Discord & Rhyme: An Album Podcast

Discord and Rhyme is a podcast where we discuss the albums we love, song by song.

Fighting the Nostalgia Trap

by Dan Watkins

I tend to credit my parents with unintentionally guiding me down my path of music obsession. In the dark, cold days before the internet and Spotify, their record collection was an invaluable resource that fed and educated my musical fixation. Their extensive collection established the basis of my musical palate. For instance, if I’ve ever made your eyes glaze over while talking about Frank Zappa, you can place the blame squarely on my dad. My parents' music library did have one major shortcoming: Aside from a few exceptions, their collection basically ended right around 1980. It turns out this was fairly representative of their taste overall, as they generally have very little to say about music from the 1980s and beyond. By their early 30s, current music had seemingly ceased to be a major concern for them, and most of their everyday listening consisted of music from their youth. In fairness, I can imagine that staying on top of new music trends might become a low priority once you’re busy raising two kids, working full-time jobs, paying a mortgage, and tending to other grown-up responsibilities that are supposedly more important than the new Killdozer album. 

I like to pat myself on the back for being much more musically obsessive and omnivorous than my parents ever were. By the end of high school, my own music collection had outgrown theirs, and my tastes branched out into genres and decades that neither of them would have ever had any interest in. However, as I progress through my 30s, I’m starting to find that, well… I’m not as on top of new releases as I used to be, and I don’t even have kids yet! 

In 2015, an online study made a case that adults on average stop listening to new music around age 33. Now that I’ve passed that mark, I’m starting to wonder if this is indeed an inevitable product of aging that will require a conscious effort to fight against if I don’t want to turn into my parents. Sure, I have my reliable stable of evergreen artists who I will dutifully buy any new release from (Robert Pollard alone is pretty much guaranteed to sell me at least five albums a year), and I investigate the handful of recommendations that make their way onto my radar throughout the year. Compared to ten years ago though, I’m not nearly as connected to new music as I used to be. 

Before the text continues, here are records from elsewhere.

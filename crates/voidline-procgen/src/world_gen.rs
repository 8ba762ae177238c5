//! Sector generation from a root seed.
//!
//! Every decision draws from its own namespaced generator (`sub_rng!`), so
//! changing how one decision consumes draws never moves another. Within a
//! planet's generator the draw order is fixed: ring roll before moon roll.

use serde::{Deserialize, Serialize};

use voidline_core::entities::*;
use voidline_core::ids::DurableId;
use voidline_core::rules::GenerationRules;
use voidline_core::seed::Seed;
use voidline_core::types::{Color, Position};
use voidline_core::{hash_seed, sub_rng, ConfigError};

/// Extra procedural content layered onto a hand-authored sector.
#[derive(Debug, Clone, Copy, Default, PartialEq, Eq, Serialize, Deserialize)]
pub struct HybridParams {
    /// Exact number of procedural planets to add.
    pub extra_planets: u32,
    /// Added (wrapping) to the root seed for every procedural decision.
    pub seed_offset: u32,
}

/// Full output of one generation run.
#[derive(Debug, Clone, PartialEq, Serialize, Deserialize)]
pub struct GeneratedSector {
    /// Seed every decision below was derived from (root seed plus any hybrid offset).
    pub seed: Seed,
    pub planets: Vec<Planet>,
    pub stations: Vec<Station>,
    pub derelicts: Vec<Derelict>,
    pub asteroid_field: AsteroidFieldSpec,
}

impl GeneratedSector {
    /// All descriptors in a stable order: planets, stations, derelicts, field.
    pub fn bodies(&self) -> Vec<Body> {
        let mut bodies = Vec::with_capacity(self.planets.len() + self.stations.len() + 4);
        bodies.extend(self.planets.iter().cloned().map(Body::Planet));
        bodies.extend(self.stations.iter().cloned().map(Body::Station));
        bodies.extend(self.derelicts.iter().cloned().map(Body::Derelict));
        bodies.push(Body::AsteroidField(self.asteroid_field));
        bodies
    }
}

/// Turns sector seeds into world descriptors.
#[derive(Debug, Clone)]
pub struct WorldGenerator {
    rules: GenerationRules,
}

impl WorldGenerator {
    /// Validates the rules up front; a generator never runs on bad tables.
    pub fn new(rules: GenerationRules) -> Result<Self, ConfigError> {
        rules.validate()?;
        Ok(Self { rules })
    }

    pub fn rules(&self) -> &GenerationRules {
        &self.rules
    }

    /// Generate a sector. Same inputs, same output, field for field.
    pub fn generate(&self, seed: Seed, hybrid: Option<HybridParams>) -> GeneratedSector {
        let (seed, planet_count) = match hybrid {
            Some(params) => (seed.wrapping_add(params.seed_offset), params.extra_planets),
            None => (seed, self.planet_count(seed)),
        };

        let planets = self.generate_planets(seed, planet_count);
        let stations = self.generate_stations(seed, &planets);
        let derelicts = self.generate_derelicts(seed);
        let asteroid_field = self.generate_asteroid_field(seed);

        tracing::debug!(
            seed,
            planets = planets.len(),
            stations = stations.len(),
            derelicts = derelicts.len(),
            "generated sector"
        );

        GeneratedSector {
            seed,
            planets,
            stations,
            derelicts,
            asteroid_field,
        }
    }

    /// Planet count drawn from the `planetCount` namespace.
    pub fn planet_count(&self, seed: Seed) -> u32 {
        self.rules
            .planet_count
            .sample(&mut sub_rng!(seed, "planetCount"))
    }

    pub fn generate_planets(&self, seed: Seed, count: u32) -> Vec<Planet> {
        (0..count as usize)
            .filter_map(|i| self.generate_planet(seed, i))
            .collect()
    }

    fn generate_planet(&self, seed: Seed, index: usize) -> Option<Planet> {
        let rules = &self.rules;
        let mut rng = sub_rng!(seed, "planet", index);

        let archetype = rng.pick(&rules.archetypes)?;
        let radius = archetype.radius.sample(&mut rng);

        let orbits = &rules.orbits;
        let distance = orbits.first_orbit
            + index as f64 * orbits.spacing
            + rng.range(-orbits.jitter, orbits.jitter);
        let angle = rng.angle();
        let height = rng.range(-orbits.vertical_offset, orbits.vertical_offset);
        let position = Position::new(distance * angle.cos(), height, distance * angle.sin());

        let color = Color(rng.pick(&archetype.palette).copied().unwrap_or_default());
        let rotation_speed = orbits.rotation_speed.sample(&mut rng);
        let dockable = rng.chance(archetype.dockable_probability);
        let greeting = rng.pick(&archetype.greetings).cloned().unwrap_or_default();

        let designation = rules
            .designations
            .get(index)
            .cloned()
            .unwrap_or_else(|| (index + 1).to_string());
        let name = format!("{} {}", archetype.name, designation);

        let ring = if rng.chance(rules.rings.probability) {
            let inner = radius * rules.rings.inner_ratio.sample(&mut rng);
            let width = radius * rules.rings.width_ratio.sample(&mut rng);
            let tilt = rng.range(-rules.rings.max_tilt, rules.rings.max_tilt);
            let ring_color = rng.pick(&archetype.palette).copied().unwrap_or_default();
            Some(Ring {
                inner_radius: inner,
                outer_radius: inner + width,
                color: Color(ring_color),
                tilt,
            })
        } else {
            None
        };

        let moon = if rng.chance(rules.moons.probability) {
            let moons = &rules.moons;
            Some(Moon {
                id: DurableId::slot("moon", seed, index),
                name: format!("{name} I"),
                host: name.clone(),
                radius: radius * moons.radius_ratio.sample(&mut rng),
                orbit_radius: radius * moons.orbit_ratio.sample(&mut rng),
                orbit_speed: moons.orbit_speed.sample(&mut rng),
                angle: rng.angle(),
                color: Color(rng.pick(&moons.palette).copied().unwrap_or_default()),
            })
        } else {
            None
        };

        Some(Planet {
            id: DurableId::slot("planet", seed, index),
            name,
            archetype: archetype.name.clone(),
            position,
            radius,
            mass: archetype.density * 4.0 / 3.0 * std::f64::consts::PI * radius.powi(3),
            color,
            greeting,
            rotation_speed,
            dockable,
            ring,
            moon,
            rotation: 0.0,
        })
    }

    /// Stations claim distinct host planets. With no planets left in the pool
    /// the remaining station slots are simply empty.
    pub fn generate_stations(&self, seed: Seed, planets: &[Planet]) -> Vec<Station> {
        let rules = &self.rules.stations;
        let count = sub_rng!(seed, "stationCount").range_inclusive(0, rules.max_count);

        let mut pool: Vec<usize> = (0..planets.len()).collect();
        let mut stations = Vec::new();
        for slot in 0..count as usize {
            let Some(pick) = sub_rng!(seed, "stationIndex", slot).index(pool.len()) else {
                break;
            };
            let host = &planets[pool.remove(pick)];

            let mut rng = sub_rng!(seed, "station", slot);
            let orbit_radius = host.radius * rules.orbit_ratio.sample(&mut rng);
            let size = host.radius * rules.size_ratio.sample(&mut rng);
            let orbit_speed = rules.orbit_speed.sample(&mut rng);
            let angle = rng.angle();
            let suffix = rng.pick(&rules.suffixes).cloned().unwrap_or_default();

            stations.push(Station {
                id: DurableId::slot("station", seed, slot),
                name: format!("{} {}", host.name, suffix),
                host: host.name.clone(),
                position: host.position.orbit_point(orbit_radius, angle),
                orbit_radius,
                size,
                orbit_speed,
                angle,
                dockable: true,
            });
        }
        stations
    }

    /// Ambient debris clouds. Decorative only.
    pub fn generate_derelicts(&self, seed: Seed) -> Vec<Derelict> {
        const KINDS: [DerelictKind; 3] = [
            DerelictKind::Wreckage,
            DerelictKind::IceDebris,
            DerelictKind::SalvageDrift,
        ];
        let rules = &self.rules.derelicts;
        let count = rules.count.sample(&mut sub_rng!(seed, "derelictCount"));

        (0..count as usize)
            .map(|k| {
                let mut rng = sub_rng!(seed, "derelict", k);
                let kind = rng.pick(&KINDS).copied().unwrap_or(DerelictKind::Wreckage);
                let distance = rules.distance.sample(&mut rng);
                let angle = rng.angle();
                Derelict {
                    kind,
                    center: Position::ORIGIN.orbit_point(distance, angle),
                    radius: rules.radius.sample(&mut rng),
                    pieces: rules.pieces.sample(&mut rng),
                }
            })
            .collect()
    }

    /// Field descriptor. The field's own seed is a sub-seed, so regenerating
    /// its rocks never depends on any other draw in the sector.
    pub fn generate_asteroid_field(&self, seed: Seed) -> AsteroidFieldSpec {
        let rules = &self.rules.asteroids;
        let mut rng = sub_rng!(seed, "asteroidField");
        let distance = rules.field_distance.sample(&mut rng);
        let angle = rng.angle();
        let height = rng.range(-rules.vertical_offset, rules.vertical_offset);
        let extent = rules.extent.sample(&mut rng);

        AsteroidFieldSpec {
            seed: hash_seed!(seed, "asteroids"),
            center: Position::new(distance * angle.cos(), height, distance * angle.sin()),
            extent,
            count: rules.candidate_count,
        }
    }
}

Since it’s fun to blame other things, I wonder if the rise of streaming is part of my problem. When I was really absorbing new releases in college, I would buy a CD and keep it in my car stereo to listen to it on repeat for weeks. Now, with Spotify, I seem to have put an emphasis on quantity. Having access to everything makes me feel like I need to check out everything. Around December of each year, I skim through a bunch of year-end best albums lists and hit up Spotify in a last-minute effort to catch up with what all the cool kids are into. There are probably few worse ways to evaluate new music than to gorge through a pile of albums, pie-eating-contest-style, just to say that I’ve done my part in staying on top of things. Rather than actually investing some time with these albums and getting to know them, I’m just consuming them. Listening to new music this way makes everything sound ephemeral and rarely gives me any desire to return to it.  

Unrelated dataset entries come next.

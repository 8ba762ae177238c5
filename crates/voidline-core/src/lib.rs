//! Core vocabulary for the Voidline sector engine.
//!
//! Positions, ids, seed derivation, generation rules and the entity
//! descriptors shared by the generator and the persistence layer.
//! No dependency on any runtime framework.

pub mod constants;
pub mod entities;
pub mod error;
pub mod ids;
pub mod rules;
pub mod seed;
pub mod types;

pub use error::ConfigError;
pub use seed::{Mulberry32, Seed};

#[cfg(test)]
mod tests;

Meanwhile, my casual listening these days often consists of retreating into the familiar zone of music I’ve been listening to for decades, my own nostalgia vacuum. Here, the transformation into my parents is nearly complete. The simple fact is, like most people in their mid-30s, I just don’t have as much time as I used to for sitting down with an album, reading through the lyrics, and picking the music apart. Most of my listening is the background soundtrack for driving to and from the office and working at my desk, not exactly the most ideal, distraction-free environments for taking in new music. Besides, after a rough day at work, it’s tempting to bathe in the comfort of an album I’ve heard a thousand times rather than challenge myself with something new. 

One of the great things about this podcast is that it has helped shake me out of my passive listening rut and gotten me back into actually engaging with music again. I’m becoming more conscious of the idea that exploring new music shouldn’t be a contest to hear as much music as possible. Instead, I should actually invest the time to actually take in what I’m listening to. 

Or I could just listen to The Mollusk again. Whatever.